Riefenstahl: Fascism to her was a kind of self-worship

Riefenstahl

There is no doubt that some works that exalt authority over freedom, hatred over tolerance and the strong over the weak can be good or even great art – the writings of Nietzsche, for example, of Hamsun and Céline. But that is not because of their formal achievement alone. It is because they also examine the ideals they express; because they include at least some self-criticism and reflection. The problem with Leni Riefenstahl’s films – and with her photographs too, most famously of the Nuba people of Sudan – is that they contain no such reflection. They exalt beauty and strength, and a simplified notion of nobility, and that is all. They are, therefore, not art, but propaganda – superb propaganda, technically innovative propaganda, but propaganda all the same. They misrepresent the reality of Nazi power, and Nuba life, showing only a glittering, manipulated surface, not the complex and (in the case of the Nazis) horrifyingly costly truth.
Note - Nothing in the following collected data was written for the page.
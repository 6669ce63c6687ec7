#![deny(
    unsafe_code,
    missing_docs,
    dead_code,
    unused_results,
    non_snake_case,
    unreachable_pub
)]

//! Core contracts shared across the isometric room engine.
//!
//! This crate defines the message surface that connects adapters, the
//! authoritative world, and pure systems. Adapters submit [`Command`] values
//! describing desired mutations, the world executes those commands via its
//! `apply` entry point, and then broadcasts [`Event`] values for systems to
//! react to deterministically. Systems consume event streams, query immutable
//! snapshots, and respond exclusively with new command batches.

use std::time::Duration;

use serde::{Deserialize, Serialize};

/// Canonical banner emitted when the experience boots.
pub const WELCOME_BANNER: &str = "Welcome to the Isoroom lobby.";

/// Commands that express all permissible world mutations.
#[derive(Clone, Debug, PartialEq)]
pub enum Command {
    /// Creates a new room with full floor coverage.
    CreateRoom {
        /// Human readable room name.
        name: String,
        /// Requested number of columns.
        width: u32,
        /// Requested number of rows.
        height: u32,
    },
    /// Makes the provided room the active editing target.
    SelectRoom {
        /// Room that should become current.
        room: RoomId,
    },
    /// Renames an existing room.
    RenameRoom {
        /// Room being renamed.
        room: RoomId,
        /// Replacement name.
        name: String,
    },
    /// Deletes a room, falling back to another room when it was current.
    DeleteRoom {
        /// Room scheduled for removal.
        room: RoomId,
    },
    /// Resizes a room and re-normalizes its doorway and spawn point.
    UpdateLayout {
        /// Room whose layout changes.
        room: RoomId,
        /// Requested number of columns, clamped by the world.
        width: u32,
        /// Requested number of rows, clamped by the world.
        height: u32,
        /// Requested doorway; the existing doorway is kept when absent.
        doorway: Option<Doorway>,
        /// Requested spawn point; the existing spawn point is kept when absent.
        spawn_point: Option<Cell>,
    },
    /// Replaces a room's floor plan with an externally authored layout.
    ImportLayout {
        /// Room receiving the imported plan.
        room: RoomId,
        /// Number of columns described by the plan.
        width: u32,
        /// Number of rows described by the plan.
        height: u32,
        /// Floor tiles contained in the plan.
        floor: Vec<Cell>,
        /// Doorway carved into the plan, if any.
        doorway: Option<Doorway>,
        /// Spawn point marked in the plan, if any.
        spawn_point: Option<Cell>,
    },
    /// Flips floor presence on a cell of the current room.
    ToggleFloorTile {
        /// Cell whose floor tile should flip.
        cell: Cell,
    },
    /// Covers the current room's full rectangle with floor tiles.
    FillFloor,
    /// Removes every unprotected floor tile from the current room.
    ClearFloor,
    /// Places a furniture item in the current room.
    PlaceFurniture {
        /// Catalog entry describing the item.
        kind: FurnitureKind,
        /// Cell anchoring the footprint.
        origin: Cell,
    },
    /// Adds an avatar to the world.
    SpawnAgent {
        /// Display name of the avatar.
        name: String,
        /// Cell the avatar starts on.
        cell: Cell,
    },
    /// Hands a previously computed path to an avatar.
    AssignPath {
        /// Avatar that should follow the path.
        agent: AgentId,
        /// Commanded destination, equal to the final path cell.
        target: Cell,
        /// Steps to walk, excluding the avatar's current cell.
        path: Vec<Cell>,
    },
    /// Starts an emote on an avatar.
    SetAgentAction {
        /// Avatar performing the action.
        agent: AgentId,
        /// Action to perform.
        action: AgentAction,
    },
    /// Advances the simulation clock by the provided delta time.
    Tick {
        /// Duration of simulated time that elapsed since the previous tick.
        dt: Duration,
    },
}
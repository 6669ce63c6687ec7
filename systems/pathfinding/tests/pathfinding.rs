use std::collections::BTreeSet;

use isoroom_core::{AgentId, Cell};
use isoroom_system_pathfinding::Pathfinder;

fn open_room(width: i32, height: i32) -> impl Fn(Cell, Option<AgentId>) -> bool {
    move |cell: Cell, _exclude: Option<AgentId>| {
        cell.x() >= 0 && cell.y() >= 0 && cell.x() < width && cell.y() < height
    }
}

fn assert_connected(start: Cell, path: &[Cell]) {
    let mut previous = start;
    for &step in path {
        assert!(
            previous.is_adjacent_to(step),
            "step from {previous:?} to {step:?} is not an 8-neighbour move"
        );
        previous = step;
    }
}

#[test]
fn open_room_diagonal_path_has_five_steps() {
    let pathfinder = Pathfinder::new(open_room(10, 10));
    let start = Cell::new(0, 0);
    let goal = Cell::new(5, 5);

    let path = pathfinder.find_path(start, goal, None);

    assert_eq!(path.len(), 5, "expected five diagonal steps, got {path:?}");
    assert_eq!(path.first(), Some(&Cell::new(1, 1)));
    assert_eq!(path.last(), Some(&goal));
    assert!(!path.contains(&start), "path must not include the start cell");
    assert_connected(start, &path);
}

#[test]
fn goal_that_is_not_walkable_yields_empty_path() {
    let pathfinder = Pathfinder::new(open_room(6, 6));

    assert!(pathfinder
        .find_path(Cell::new(0, 0), Cell::new(8, 2), None)
        .is_empty());
}

#[test]
fn start_equal_to_goal_yields_empty_path() {
    let pathfinder = Pathfinder::new(open_room(6, 6));

    assert!(pathfinder
        .find_path(Cell::new(2, 2), Cell::new(2, 2), None)
        .is_empty());
}

#[test]
fn routes_around_a_wall_with_a_gap() {
    let blocked: BTreeSet<Cell> = (0..5).map(|y| Cell::new(3, y)).collect();
    let validity = move |cell: Cell, _exclude: Option<AgentId>| {
        cell.x() >= 0 && cell.y() >= 0 && cell.x() < 7 && cell.y() < 7 && !blocked.contains(&cell)
    };
    let pathfinder = Pathfinder::new(validity);
    let start = Cell::new(0, 0);
    let goal = Cell::new(6, 0);

    let path = pathfinder.find_path(start, goal, None);

    assert_eq!(path.last(), Some(&goal));
    assert_connected(start, &path);
    assert!(
        path.iter().all(|cell| pathfinder.validity()(*cell, None)),
        "path stepped onto a blocked cell: {path:?}"
    );
    assert!(
        path.iter().any(|cell| cell.y() >= 5),
        "path should pass through the gap below the wall"
    );
}

#[test]
fn enclosed_goal_yields_empty_path() {
    let ring: BTreeSet<Cell> = [
        (3, 3),
        (4, 3),
        (5, 3),
        (3, 4),
        (5, 4),
        (3, 5),
        (4, 5),
        (5, 5),
    ]
    .into_iter()
    .map(|(x, y)| Cell::new(x, y))
    .collect();
    let validity = move |cell: Cell, _exclude: Option<AgentId>| {
        cell.x() >= 0 && cell.y() >= 0 && cell.x() < 9 && cell.y() < 9 && !ring.contains(&cell)
    };
    let pathfinder = Pathfinder::new(validity);

    assert!(pathfinder
        .find_path(Cell::new(0, 0), Cell::new(4, 4), None)
        .is_empty());
}

#[test]
fn diagonal_moves_may_cut_corners() {
    let validity = |cell: Cell, _exclude: Option<AgentId>| {
        matches!((cell.x(), cell.y()), (0, 0) | (1, 1))
    };
    let pathfinder = Pathfinder::new(validity);

    assert_eq!(
        pathfinder.find_path(Cell::new(0, 0), Cell::new(1, 1), None),
        vec![Cell::new(1, 1)]
    );
}

#[test]
fn excluded_agent_does_not_block_itself() {
    let mover = AgentId::new(1);
    let occupied = Cell::new(2, 0);
    let validity = move |cell: Cell, exclude: Option<AgentId>| {
        let in_bounds = cell.x() >= 0 && cell.y() == 0 && cell.x() < 4;
        in_bounds && (cell != occupied || exclude == Some(AgentId::new(2)))
    };
    let pathfinder = Pathfinder::new(validity);

    assert!(pathfinder
        .find_path(Cell::new(0, 0), Cell::new(3, 0), Some(mover))
        .is_empty());
    assert_eq!(
        pathfinder.find_path(Cell::new(0, 0), Cell::new(3, 0), Some(AgentId::new(2))),
        vec![Cell::new(1, 0), occupied, Cell::new(3, 0)]
    );
}

#[test]
fn repeated_searches_are_identical() {
    let pathfinder = Pathfinder::new(open_room(12, 9));
    let start = Cell::new(1, 7);
    let goal = Cell::new(10, 2);

    let first = pathfinder.find_path(start, goal, None);
    for _ in 0..5 {
        assert_eq!(pathfinder.find_path(start, goal, None), first);
    }
    assert_connected(start, &first);
}
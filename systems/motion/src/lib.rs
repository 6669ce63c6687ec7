#![deny(
    unsafe_code,
    missing_docs,
    dead_code,
    unused_results,
    non_snake_case,
    unreachable_pub
)]

//! Per-avatar motion state machine that walks precomputed paths over time.
//!
//! An avatar walks one path cell per `move_delay`, interpolating its
//! continuous grid position between cells. Emotes run on a separate timer and
//! fall back to idle once their duration elapses.

use std::time::Duration;

use glam::Vec2;
use isoroom_core::{AgentAction, Cell, Facing};

/// Time an avatar spends crossing a single cell.
pub const DEFAULT_MOVE_DELAY: Duration = Duration::from_millis(400);

/// Time an emote stays active before reverting to idle.
pub const DEFAULT_ACTION_DURATION: Duration = Duration::from_millis(3_000);

/// Locomotion state of an avatar.
#[derive(Clone, Copy, Debug, Default, PartialEq, Eq, Hash)]
pub enum MotionState {
    /// Standing still.
    #[default]
    Idle,
    /// Walking along an assigned path.
    Moving,
}

/// Observable outcomes of a single [`AgentMotion::advance`] call.
#[derive(Clone, Copy, Debug, Default, PartialEq, Eq)]
pub struct MotionUpdate {
    /// Final path cell reached during the advance, if the path completed.
    pub arrived: Option<Cell>,
    /// Whether an emote expired and the avatar returned to idle.
    pub action_expired: bool,
}

/// Motion bookkeeping for a single avatar.
#[derive(Clone, Debug, PartialEq)]
pub struct AgentMotion {
    state: MotionState,
    path: Vec<Cell>,
    path_index: usize,
    origin: Cell,
    target: Option<Cell>,
    move_timer: Duration,
    move_delay: Duration,
    facing: Facing,
    action: AgentAction,
    action_timer: Duration,
    action_duration: Duration,
}

impl AgentMotion {
    /// Creates an idle motion state using the provided timings.
    #[must_use]
    pub fn new(move_delay: Duration, action_duration: Duration) -> Self {
        Self {
            state: MotionState::Idle,
            path: Vec::new(),
            path_index: 0,
            origin: Cell::new(0, 0),
            target: None,
            move_timer: Duration::ZERO,
            move_delay,
            facing: Facing::default(),
            action: AgentAction::Idle,
            action_timer: Duration::ZERO,
            action_duration,
        }
    }

    /// Replaces any in-flight motion with a new path.
    ///
    /// `path` excludes the avatar's current cell. An empty path cancels the
    /// current walk and leaves the avatar idle. Returns whether a walk started.
    pub fn assign(&mut self, position: Vec2, target: Cell, path: Vec<Cell>) -> bool {
        self.cancel();
        if path.is_empty() {
            return false;
        }

        self.origin = Cell::from_world(position.x, position.y);
        self.path = path;
        self.target = Some(target);
        self.state = MotionState::Moving;
        self.action = AgentAction::Idle;
        self.action_timer = Duration::ZERO;
        self.refresh_facing();
        true
    }

    /// Stops walking without moving the avatar.
    pub fn cancel(&mut self) {
        self.state = MotionState::Idle;
        self.path.clear();
        self.path_index = 0;
        self.target = None;
        self.move_timer = Duration::ZERO;
    }

    /// Starts an emote, restarting its timer.
    pub fn set_action(&mut self, action: AgentAction) {
        self.action = action;
        self.action_timer = Duration::ZERO;
    }

    /// Advances timers by `dt` and moves `position` along the current path.
    pub fn advance(&mut self, dt: Duration, position: &mut Vec2) -> MotionUpdate {
        let mut update = MotionUpdate {
            action_expired: self.advance_action(dt),
            ..MotionUpdate::default()
        };

        if self.state != MotionState::Moving {
            return update;
        }
        let Some(&next) = self.path.get(self.path_index) else {
            self.cancel();
            return update;
        };

        self.move_timer = self.move_timer.saturating_add(dt);
        let start = cell_position(self.segment_start());
        let end = cell_position(next);
        *position = start.lerp(end, self.progress());

        if self.move_timer < self.move_delay {
            return update;
        }

        *position = end;
        self.move_timer = Duration::ZERO;
        self.path_index += 1;
        if self.path_index >= self.path.len() {
            let arrived = self.target.unwrap_or(next);
            *position = cell_position(arrived);
            self.cancel();
            update.arrived = Some(arrived);
        } else {
            self.refresh_facing();
        }

        update
    }

    fn advance_action(&mut self, dt: Duration) -> bool {
        if self.action == AgentAction::Idle {
            return false;
        }
        self.action_timer = self.action_timer.saturating_add(dt);
        if self.action_timer < self.action_duration {
            return false;
        }
        self.action = AgentAction::Idle;
        self.action_timer = Duration::ZERO;
        true
    }

    fn segment_start(&self) -> Cell {
        match self.path_index.checked_sub(1) {
            Some(previous) => self.path[previous],
            None => self.origin,
        }
    }

    fn refresh_facing(&mut self) {
        let Some(&next) = self.path.get(self.path_index) else {
            return;
        };
        let (dx, dy) = self.segment_start().delta_to(next);
        if let Some(facing) = Facing::from_grid_step(dx, dy) {
            self.facing = facing;
        }
    }

    /// Fraction of the current step that has elapsed, in `[0, 1]`.
    #[must_use]
    pub fn progress(&self) -> f32 {
        if self.move_delay.is_zero() {
            return 1.0;
        }
        (self.move_timer.as_secs_f32() / self.move_delay.as_secs_f32()).min(1.0)
    }

    /// Animation frame to show for a walk cycle with `frames` frames.
    #[must_use]
    pub fn walk_frame(&self, frames: u32) -> u32 {
        if self.state != MotionState::Moving || frames == 0 {
            return 0;
        }
        let frame = (self.progress() * frames as f32).floor() as u32;
        frame.min(frames - 1)
    }

    /// Current locomotion state.
    #[must_use]
    pub const fn state(&self) -> MotionState {
        self.state
    }

    /// Reports whether the avatar is walking.
    #[must_use]
    pub fn is_moving(&self) -> bool {
        self.state == MotionState::Moving
    }

    /// Remaining and completed path cells, excluding the starting cell.
    #[must_use]
    pub fn path(&self) -> &[Cell] {
        &self.path
    }

    /// Index of the path cell currently being approached.
    #[must_use]
    pub const fn path_index(&self) -> usize {
        self.path_index
    }

    /// Cell the avatar stood on when the current path was assigned.
    #[must_use]
    pub const fn origin(&self) -> Cell {
        self.origin
    }

    /// Destination of the current walk, if any.
    #[must_use]
    pub const fn target(&self) -> Option<Cell> {
        self.target
    }

    /// Direction the avatar faces on screen.
    #[must_use]
    pub const fn facing(&self) -> Facing {
        self.facing
    }

    /// Emote currently being performed.
    #[must_use]
    pub const fn action(&self) -> AgentAction {
        self.action
    }

    /// Time spent crossing a single cell.
    #[must_use]
    pub const fn move_delay(&self) -> Duration {
        self.move_delay
    }
}

impl Default for AgentMotion {
    fn default() -> Self {
        Self::new(DEFAULT_MOVE_DELAY, DEFAULT_ACTION_DURATION)
    }
}

fn cell_position(cell: Cell) -> Vec2 {
    Vec2::new(cell.x() as f32, cell.y() as f32)
}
Art is about more than beauty, as Susan Sontag said. Leni Riefenstahl ‘had a flair for the stunning image and the histrionic episode’, Bach writes, but none for any human feeling or truth. He quotes Thomas Mann: ‘art is moral in that it awakens’, while ‘Leni’s art lulled and deceived’. Leni Riefenstahl was not an artist, but a gifted propagandist for an evil cause. That is Bach’s conclusion. His will probably be the definitive biography. I certainly hope so.